Legacy SDKs provide varying levels of admin capability. Their development in entirely separate codebases has naturally led to inconsistency in capability and API design. As part of larger packages, not focused purely on admin tasks, the ongoing maintenance and evolution of their admin capability has become impractical.

Active development on a new admin SDK is taking place at Hyperledger-TWGC/fabric-admin-sdk. This RFC proposes adopting that as the basis of a Hyperledger Fabric admin SDK.

Testing

In additional to typical test-driven development using unit tests for specific language implementations, integration tests will be required to confirm that admin capabilities work correctly with a real Fabric deployment. These integration tests should be fully automated and run as part of the continuous integration pipeline.

Since one of the goals is to provide consistent capability across different language implementations of the admin SDK, it is desirable to run a consistent set of integration tests against each language implementation. One possible approach for achieving this is to produce language-agnostic test definitions that are run against all language implementations.
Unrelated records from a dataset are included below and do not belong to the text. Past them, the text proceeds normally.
//! Shared test utilities for the forwarding tests.
//!
//! - `SharedSink`: an output stream whose contents the test can inspect
//! - `BrokenSink`: an output stream that always fails
//! - `ChunkedInput`: an input stream fed one chunk at a time, blocking in between

#![allow(dead_code)]

use parking_lot::Mutex;
use std::io::{self, Read, Write};
use std::sync::mpsc::{channel, Receiver, Sender};
use std::sync::Arc;
use std::time::{Duration, Instant};

/// Output stream backed by a shared buffer.
#[derive(Clone, Default)]
pub struct SharedSink {
    buffer: Arc<Mutex<Vec<u8>>>,
    flushes: Arc<Mutex<usize>>,
}

impl SharedSink {
    pub fn new() -> Self {
        Self::default()
    }

    pub fn contents(&self) -> Vec<u8> {
        self.buffer.lock().clone()
    }

    pub fn flushes(&self) -> usize {
        *self.flushes.lock()
    }

    /// Poll until at least `len` bytes arrived or `timeout` elapsed.
    pub async fn wait_for(&self, len: usize, timeout: Duration) -> Vec<u8> {
        let deadline = Instant::now() + timeout;
        loop {
            let contents = self.contents();
            if contents.len() >= len || Instant::now() >= deadline {
                return contents;
            }
            tokio::time::sleep(Duration::from_millis(5)).await;
        }
    }
}

impl Write for SharedSink {
    fn write(&mut self, buf: &[u8]) -> io::Result<usize> {
        self.buffer.lock().extend_from_slice(buf);
        Ok(buf.len())
    }

    fn flush(&mut self) -> io::Result<()> {
        *self.flushes.lock() += 1;
        Ok(())
    }
}

/// Output stream that always fails, like stdout piped into a closed reader.
pub struct BrokenSink;

impl Write for BrokenSink {
    fn write(&mut self, _buf: &[u8]) -> io::Result<usize> {
        Err(io::Error::new(io::ErrorKind::BrokenPipe, "reader went away"))
    }

    fn flush(&mut self) -> io::Result<()> {
        Ok(())
    }
}

/// Input stream that delivers the chunks sent through its `Sender` and blocks
/// in between, like an interactive terminal.
///
/// While any `Sender` is alive and silent, a read never returns; dropping
/// every `Sender` ends the stream.
pub struct ChunkedInput {
    chunks: Receiver<Vec<u8>>,
    pending: Vec<u8>,
}

impl ChunkedInput {
    pub fn new() -> (Sender<Vec<u8>>, Self) {
        let (tx, rx) = channel();
        let input = Self {
            chunks: rx,
            pending: Vec::new(),
        };
        (tx, input)
    }
}

impl Read for ChunkedInput {
    fn read(&mut self, buf: &mut [u8]) -> io::Result<usize> {
        if self.pending.is_empty() {
            match self.chunks.recv() {
                Ok(chunk) => self.pending = chunk,
                Err(_) => return Ok(0),
            }
        }
        let n = buf.len().min(self.pending.len());
        buf[..n].copy_from_slice(&self.pending[..n]);
        self.pending.drain(..n);
        Ok(n)
    }
}
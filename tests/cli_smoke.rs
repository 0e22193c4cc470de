//! Smoke tests for the sercat binary's startup and exit behaviour.
use std::process::{Command, Output};

fn sercat(args: &[&str]) -> Output {
    Command::new(env!("CARGO_BIN_EXE_sercat"))
        .args(args)
        .env_remove("RUST_LOG")
        .output()
        .expect("failed to run binary")
}

fn stderr(output: &Output) -> String {
    String::from_utf8_lossy(&output.stderr).into_owned()
}

#[test]
fn invalid_format_exits_with_message() {
    let output = sercat(&["/dev/null", "115200", "8X1"]);

    assert_eq!(output.status.code(), Some(1));
    assert!(
        stderr(&output).contains("invalid parity 'X'"),
        "stderr was: {}",
        stderr(&output)
    );
}

#[test]
fn short_format_exits_with_message() {
    let output = sercat(&["/dev/null", "9600", "61"]);

    assert_eq!(output.status.code(), Some(1));
    assert!(stderr(&output).contains("invalid format '61'"));
}

#[test]
fn unopenable_port_names_the_port() {
    let output = sercat(&["/dev/sercat-does-not-exist"]);

    assert_eq!(output.status.code(), Some(1));
    assert!(
        stderr(&output).contains("failed to open port '/dev/sercat-does-not-exist'"),
        "stderr was: {}",
        stderr(&output)
    );
}

#[test]
fn invalid_baud_rate_is_rejected() {
    for baud in ["fast", "0", "-9600"] {
        let output = sercat(&["/dev/sercat-does-not-exist", baud]);
        assert!(!output.status.success(), "baud {baud} should be rejected");
        assert!(!stderr(&output).contains("failed to open port"));
    }
}

#[test]
fn missing_port_is_a_usage_error() {
    let output = sercat(&[]);
    assert!(!output.status.success());
}

#[test]
fn format_completion_lists_every_combination() {
    let output = sercat(&["--complete", "3"]);
    assert!(output.status.success());

    let stdout = String::from_utf8_lossy(&output.stdout);
    let formats: Vec<&str> = stdout.lines().collect();
    assert_eq!(formats.len(), 60);
    assert_eq!(formats.first(), Some(&"5N1"));
    assert!(formats.contains(&"7E1.5"));
}

#[test]
fn speed_completion_lists_common_rates() {
    let output = sercat(&["--complete", "2"]);
    assert!(output.status.success());

    let stdout = String::from_utf8_lossy(&output.stdout);
    assert!(stdout.lines().any(|line| line == "115200"));
    assert_eq!(stdout.lines().count(), 14);
}

#[test]
fn version_is_reported() {
    let output = sercat(&["--version"]);
    assert!(output.status.success());
    assert!(String::from_utf8_lossy(&output.stdout).starts_with("sercat "));
}
//! Mock port implementation for testing.
//!
//! Provides a `MockPort` that behaves like a serial device without requiring
//! hardware: reads block until data is fed in or the port is closed, writes
//! are logged, and faults can be injected.

use super::error::PortError;
use super::traits::PortHandle;
use parking_lot::{Condvar, Mutex};
use std::collections::VecDeque;
use std::sync::Arc;
use std::time::{Duration, Instant};

/// Inner state of the mock port, protected by a mutex for interior mutability.
#[derive(Debug, Default)]
struct MockPortState {
    /// Bytes to be returned by read operations.
    read_queue: VecDeque<u8>,
    /// Every successful write, in call order.
    write_log: Vec<Vec<u8>>,
    /// Device end of stream: reads return `Ok(0)` once the queue drains.
    eof: bool,
    /// Error to return from the next read.
    read_fault: Option<std::io::ErrorKind>,
    closed: bool,
    close_calls: usize,
}

/// Mock serial port for testing.
///
/// Clones share state, so a test can keep one clone to feed and inspect the
/// port while the forwarder drives another.
///
/// # Example
/// ```
/// use sercat::port::{MockPort, PortHandle};
///
/// let port = MockPort::new("MOCK0");
/// port.feed(b"Hello, World!");
///
/// let mut buffer = [0u8; 13];
/// let n = port.read_bytes(&mut buffer).unwrap();
/// assert_eq!(&buffer[..n], b"Hello, World!");
///
/// port.write_bytes(b"Response").unwrap();
/// assert_eq!(port.written(), b"Response");
/// ```
#[derive(Clone)]
pub struct MockPort {
    name: String,
    state: Arc<(Mutex<MockPortState>, Condvar)>,
}

impl MockPort {
    /// Create a new mock port with the given name.
    pub fn new(name: impl Into<String>) -> Self {
        Self {
            name: name.into(),
            state: Arc::new((Mutex::new(MockPortState::default()), Condvar::new())),
        }
    }

    /// Queue bytes for subsequent reads and wake a blocked reader.
    pub fn feed(&self, data: &[u8]) {
        let (lock, cvar) = &*self.state;
        lock.lock().read_queue.extend(data);
        cvar.notify_all();
    }

    /// Signal end of stream once the queued bytes are consumed.
    pub fn finish(&self) {
        let (lock, cvar) = &*self.state;
        lock.lock().eof = true;
        cvar.notify_all();
    }

    /// Make the next read fail with an I/O error of this kind.
    pub fn inject_read_fault(&self, kind: std::io::ErrorKind) {
        let (lock, cvar) = &*self.state;
        lock.lock().read_fault = Some(kind);
        cvar.notify_all();
    }

    /// All bytes written so far, concatenated.
    pub fn written(&self) -> Vec<u8> {
        self.state.0.lock().write_log.concat()
    }

    /// Get a copy of every write call's payload.
    pub fn write_log(&self) -> Vec<Vec<u8>> {
        self.state.0.lock().write_log.clone()
    }

    /// Number of times `close` was invoked, including no-op repeats.
    pub fn close_calls(&self) -> usize {
        self.state.0.lock().close_calls
    }

    /// Get the number of bytes waiting to be read.
    pub fn available_bytes(&self) -> usize {
        self.state.0.lock().read_queue.len()
    }

    /// Block until at least `len` bytes have been written or `timeout` elapses.
    pub fn wait_for_written(&self, len: usize, timeout: Duration) -> Vec<u8> {
        let deadline = Instant::now() + timeout;
        let (lock, cvar) = &*self.state;
        let mut state = lock.lock();
        loop {
            let total: usize = state.write_log.iter().map(Vec::len).sum();
            if total >= len || cvar.wait_until(&mut state, deadline).timed_out() {
                return state.write_log.concat();
            }
        }
    }
}

impl PortHandle for MockPort {
    fn name(&self) -> &str {
        &self.name
    }

    fn read_bytes(&self, buffer: &mut [u8]) -> Result<usize, PortError> {
        let (lock, cvar) = &*self.state;
        let mut state = lock.lock();
        loop {
            if state.closed {
                return Err(PortError::Closed);
            }
            if let Some(kind) = state.read_fault.take() {
                return Err(PortError::Io(std::io::Error::new(kind, "injected fault")));
            }
            if !state.read_queue.is_empty() {
                let n = buffer.len().min(state.read_queue.len());
                for (slot, byte) in buffer.iter_mut().zip(state.read_queue.drain(..n)) {
                    *slot = byte;
                }
                return Ok(n);
            }
            if state.eof {
                return Ok(0);
            }
            cvar.wait(&mut state);
        }
    }

    fn write_bytes(&self, data: &[u8]) -> Result<usize, PortError> {
        let (lock, cvar) = &*self.state;
        let mut state = lock.lock();
        if state.closed {
            return Err(PortError::Closed);
        }
        state.write_log.push(data.to_vec());
        cvar.notify_all();
        Ok(data.len())
    }

    fn close(&self) -> Result<(), PortError> {
        let (lock, cvar) = &*self.state;
        let mut state = lock.lock();
        state.close_calls += 1;
        state.closed = true;
        cvar.notify_all();
        Ok(())
    }

    fn is_closed(&self) -> bool {
        self.state.0.lock().closed
    }
}

impl std::fmt::Debug for MockPort {
    fn fmt(&self, f: &mut std::fmt::Formatter<'_>) -> std::fmt::Result {
        f.debug_struct("MockPort")
            .field("name", &self.name)
            .field("available_bytes", &self.available_bytes())
            .finish()
    }
}

#[cfg(test)]
mod tests {
    use super::*;
    use std::thread;

    #[test]
    fn test_feed_and_read() {
        let port = MockPort::new("MOCK0");
        port.feed(b"Hello");

        let mut buffer = [0u8; 10];
        let n = port.read_bytes(&mut buffer).unwrap();
        assert_eq!(n, 5);
        assert_eq!(&buffer[..n], b"Hello");
    }

    #[test]
    fn test_partial_read() {
        let port = MockPort::new("MOCK0");
        port.feed(b"Hello, World!");

        let mut buffer = [0u8; 5];
        let n = port.read_bytes(&mut buffer).unwrap();
        assert_eq!(&buffer[..n], b"Hello");
        assert_eq!(port.available_bytes(), 8);
    }

    #[test]
    fn test_write_logging() {
        let port = MockPort::new("MOCK0");
        port.write_bytes(b"Test1").unwrap();
        port.write_bytes(b"Test2").unwrap();

        let log = port.write_log();
        assert_eq!(log, vec![b"Test1".to_vec(), b"Test2".to_vec()]);
        assert_eq!(port.written(), b"Test1Test2");
    }

    #[test]
    fn test_close_releases_blocked_read() {
        let port = MockPort::new("MOCK0");
        let reader = port.clone();
        let handle = thread::spawn(move || {
            let mut buffer = [0u8; 4];
            reader.read_bytes(&mut buffer)
        });

        thread::sleep(Duration::from_millis(50));
        port.close().unwrap();

        let result = handle.join().unwrap();
        assert!(matches!(result, Err(PortError::Closed)));
    }

    #[test]
    fn test_io_after_close() {
        let port = MockPort::new("MOCK0");
        port.close().unwrap();
        port.close().unwrap();

        assert!(port.is_closed());
        assert_eq!(port.close_calls(), 2);
        assert!(matches!(port.write_bytes(b"x"), Err(PortError::Closed)));
        let mut buffer = [0u8; 1];
        assert!(matches!(port.read_bytes(&mut buffer), Err(PortError::Closed)));
    }

    #[test]
    fn test_end_of_stream() {
        let port = MockPort::new("MOCK0");
        port.feed(b"ab");
        port.finish();

        let mut buffer = [0u8; 8];
        assert_eq!(port.read_bytes(&mut buffer).unwrap(), 2);
        assert_eq!(port.read_bytes(&mut buffer).unwrap(), 0);
    }

    #[test]
    fn test_injected_fault() {
        let port = MockPort::new("MOCK0");
        port.inject_read_fault(std::io::ErrorKind::BrokenPipe);

        let mut buffer = [0u8; 1];
        match port.read_bytes(&mut buffer) {
            Err(PortError::Io(e)) => assert_eq!(e.kind(), std::io::ErrorKind::BrokenPipe),
            other => panic!("Expected injected fault, got: {:?}", other),
        }
    }

    #[test]
    fn test_wait_for_written() {
        let port = MockPort::new("MOCK0");
        let writer = port.clone();
        thread::spawn(move || {
            thread::sleep(Duration::from_millis(20));
            writer.write_all_bytes(b"late").unwrap();
        });

        let written = port.wait_for_written(4, Duration::from_secs(2));
        assert_eq!(written, b"late");
    }
}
The approach has been used successfully in the Fabric Gateway client API using Cucumber as the test framework.

Dependencies

The admin SDK is expected to include fabric-protos-go-apiv2 and possibly also fabric-gateway as direct dependencies. There will be dependencies on gRPC APIs to interact with gRPC services provided by Fabric, both directly and indirectly through the protocol buffer bindings.
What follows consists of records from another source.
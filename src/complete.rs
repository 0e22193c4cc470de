//! Shell-completion candidates for the positional arguments.

use crate::port::{available_ports, DataBits, FrameFormat, Parity, StopBits};

/// Baud rates offered for the second positional argument.
pub const COMMON_BAUD_RATES: [u32; 14] = [
    1200, 1800, 2400, 4800, 7200, 9600, 14400, 19200, 28800, 38400, 57600, 76800, 115200, 230400,
];

/// Candidate values for the 1-based positional argument `position`.
///
/// Unknown positions yield nothing.
pub fn candidates(position: usize) -> Vec<String> {
    match position {
        1 => port_candidates(),
        2 => COMMON_BAUD_RATES.iter().map(u32::to_string).collect(),
        3 => all_formats().iter().map(ToString::to_string).collect(),
        _ => Vec::new(),
    }
}

fn port_candidates() -> Vec<String> {
    available_ports().unwrap_or_else(|e| {
        tracing::debug!(error = %e, "port enumeration failed");
        Vec::new()
    })
}

/// Every valid framing, data bits outermost and stop bits innermost.
pub fn all_formats() -> Vec<FrameFormat> {
    let data_bits = [DataBits::Five, DataBits::Six, DataBits::Seven, DataBits::Eight];
    let parities = [Parity::None, Parity::Odd, Parity::Even, Parity::Mark, Parity::Space];
    let stop_bits = [StopBits::One, StopBits::OnePointFive, StopBits::Two];

    data_bits
        .into_iter()
        .flat_map(move |d| {
            parities.into_iter().flat_map(move |p| {
                stop_bits.into_iter().map(move |s| FrameFormat {
                    data_bits: d,
                    parity: p,
                    stop_bits: s,
                })
            })
        })
        .collect()
}
use crate::config::ConfigError;
use crate::port::PortError;
use thiserror::Error;

/// A specialized `Result` type for sercat operations.
pub type AppResult<T> = Result<T, AppError>;

/// Unified application error type.
///
/// Every variant is fatal to the invocation and is raised before forwarding
/// starts. Faults during forwarding are logged by the forwarder instead.
#[derive(Debug, Error)]
pub enum AppError {
    /// A `<data bits><parity><stop bits>` string failed validation.
    #[error("invalid {field} '{value}'")]
    InvalidFormat { field: &'static str, value: String },

    /// The device could not be opened with the requested configuration.
    #[error("failed to open port '{port}': {source}")]
    PortOpen {
        port: String,
        #[source]
        source: PortError,
    },

    /// The configuration file could not be loaded.
    #[error(transparent)]
    Config(#[from] ConfigError),

    /// Runtime setup failed (thread spawn, runtime build).
    #[error("An I/O error occurred: {0}")]
    Io(#[from] std::io::Error),
}

impl AppError {
    pub(crate) fn invalid_format(field: &'static str, value: impl Into<String>) -> Self {
        Self::InvalidFormat {
            field,
            value: value.into(),
        }
    }

    pub(crate) fn port_open(port: impl Into<String>, source: PortError) -> Self {
        Self::PortOpen {
            port: port.into(),
            source,
        }
    }

    /// The offending field for format errors, `None` for everything else.
    pub fn field(&self) -> Option<&'static str> {
        match self {
            Self::InvalidFormat { field, .. } => Some(field),
            _ => None,
        }
    }
}
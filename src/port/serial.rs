//! Serial device handle on top of the `serialport` crate.
//!
//! The device is split with `try_clone` into a reader half and a writer half so
//! that the two forwarding loops never contend on one lock. Reads poll with a
//! short timeout; that is what lets `close` from another thread end an
//! in-flight read, since the underlying handle cannot be freed while borrowed.

use super::error::PortError;
use super::traits::{PortConfiguration, PortHandle};
use crate::error::{AppError, AppResult};
use parking_lot::Mutex;
use std::io::{ErrorKind, Read, Write};
use std::sync::atomic::{AtomicBool, Ordering};
use std::time::Duration;

/// Upper bound on how long an in-flight read can outlive `close`.
pub const POLL_INTERVAL: Duration = Duration::from_millis(100);

type Device = Box<dyn serialport::SerialPort>;

/// An open serial device.
pub struct SerialPortHandle {
    name: String,
    config: PortConfiguration,
    reader: Mutex<Option<Device>>,
    writer: Mutex<Option<Device>>,
    closed: AtomicBool,
}

impl SerialPortHandle {
    /// Open a serial port with the given configuration.
    ///
    /// # Arguments
    /// * `port_name` - The system path to the serial port (e.g., "/dev/ttyUSB0" or "COM3")
    /// * `config` - Configuration parameters for the port
    ///
    /// # Example
    /// ```no_run
    /// use sercat::port::{PortConfiguration, SerialPortHandle};
    ///
    /// let config = PortConfiguration::from_args(115200, "8N1")?;
    /// let port = SerialPortHandle::open("/dev/ttyUSB0", &config)?;
    /// # Ok::<(), Box<dyn std::error::Error>>(())
    /// ```
    pub fn open(port_name: &str, config: &PortConfiguration) -> AppResult<Self> {
        Self::open_device(port_name, config).map_err(|e| AppError::port_open(port_name, e))
    }

    fn open_device(port_name: &str, config: &PortConfiguration) -> Result<Self, PortError> {
        let parity: serialport::Parity = config.parity.try_into()?;
        let stop_bits: serialport::StopBits = config.stop_bits.try_into()?;

        let reader = serialport::new(port_name, config.baud_rate)
            .data_bits(config.data_bits.into())
            .flow_control(serialport::FlowControl::None)
            .parity(parity)
            .stop_bits(stop_bits)
            .timeout(POLL_INTERVAL)
            .open()
            .map_err(|e| PortError::from_open(port_name, e))?;
        let writer = reader.try_clone().map_err(PortError::Serial)?;

        tracing::debug!(port = port_name, config = %config, "serial port opened");

        Ok(Self {
            name: port_name.to_string(),
            config: *config,
            reader: Mutex::new(Some(reader)),
            writer: Mutex::new(Some(writer)),
            closed: AtomicBool::new(false),
        })
    }

    /// The configuration the device was opened with.
    pub fn config(&self) -> &PortConfiguration {
        &self.config
    }
}

impl PortHandle for SerialPortHandle {
    fn name(&self) -> &str {
        &self.name
    }

    fn read_bytes(&self, buffer: &mut [u8]) -> Result<usize, PortError> {
        let mut reader = self.reader.lock();
        loop {
            if self.is_closed() {
                reader.take();
                return Err(PortError::Closed);
            }
            let device = reader.as_mut().ok_or(PortError::Closed)?;
            match device.read(buffer) {
                Ok(n) => return Ok(n),
                Err(e) if matches!(e.kind(), ErrorKind::TimedOut | ErrorKind::Interrupted) => {
                    continue
                }
                Err(e) => return Err(PortError::Io(e)),
            }
        }
    }

    fn write_bytes(&self, data: &[u8]) -> Result<usize, PortError> {
        let mut writer = self.writer.lock();
        loop {
            let device = writer.as_mut().ok_or(PortError::Closed)?;
            match device.write(data) {
                Ok(n) => return Ok(n),
                Err(e) if matches!(e.kind(), ErrorKind::TimedOut | ErrorKind::Interrupted) => {
                    if self.is_closed() {
                        return Err(PortError::Closed);
                    }
                }
                Err(e) => return Err(PortError::Io(e)),
            }
        }
    }

    fn close(&self) -> Result<(), PortError> {
        if self.closed.swap(true, Ordering::SeqCst) {
            return Ok(());
        }
        tracing::debug!(port = %self.name, "closing serial port");

        // A blocked write holds this lock for at most one write timeout.
        if let Some(mut writer) = self.writer.lock().take() {
            let _ = writer.flush();
        }
        // If a read is in flight it drops the reader itself on its next poll.
        if let Some(mut reader) = self.reader.try_lock() {
            reader.take();
        }
        Ok(())
    }

    fn is_closed(&self) -> bool {
        self.closed.load(Ordering::SeqCst)
    }
}

impl std::fmt::Debug for SerialPortHandle {
    fn fmt(&self, f: &mut std::fmt::Formatter<'_>) -> std::fmt::Result {
        f.debug_struct("SerialPortHandle")
            .field("name", &self.name)
            .field("config", &self.config)
            .field("closed", &self.is_closed())
            .finish()
    }
}

/// List the device names of the serial ports present on this system.
pub fn available_ports() -> Result<Vec<String>, PortError> {
    let ports = serialport::available_ports()?;
    Ok(ports.into_iter().map(|p| p.port_name).collect())
}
Dependencies must not include core Fabric, which is not intended to be consumed as a library. Where utilities contained within core Fabric are found to be broadly applicable both in Fabric and the admin SDK (and ideally also in other projects), those utilities could be extracted to a separate project, such as fabric-lib-go and fabric-config.

Unresolved questions

The fine details of the admin API are expected to evolve as capability is implemented as user stories. The end-user usage experience provided by the API in specific scenarios, such as implementation of a Kubernetes operator and automated Fabric deployment, will guide the design and implementation. The intention is to socialize the API with the community throughout the development process to solicit feedback.

While one of the motivators for an admin API is to provide a foundation on which new Fabric CLI commands are built, those CLI commands are out of scope for this RFC.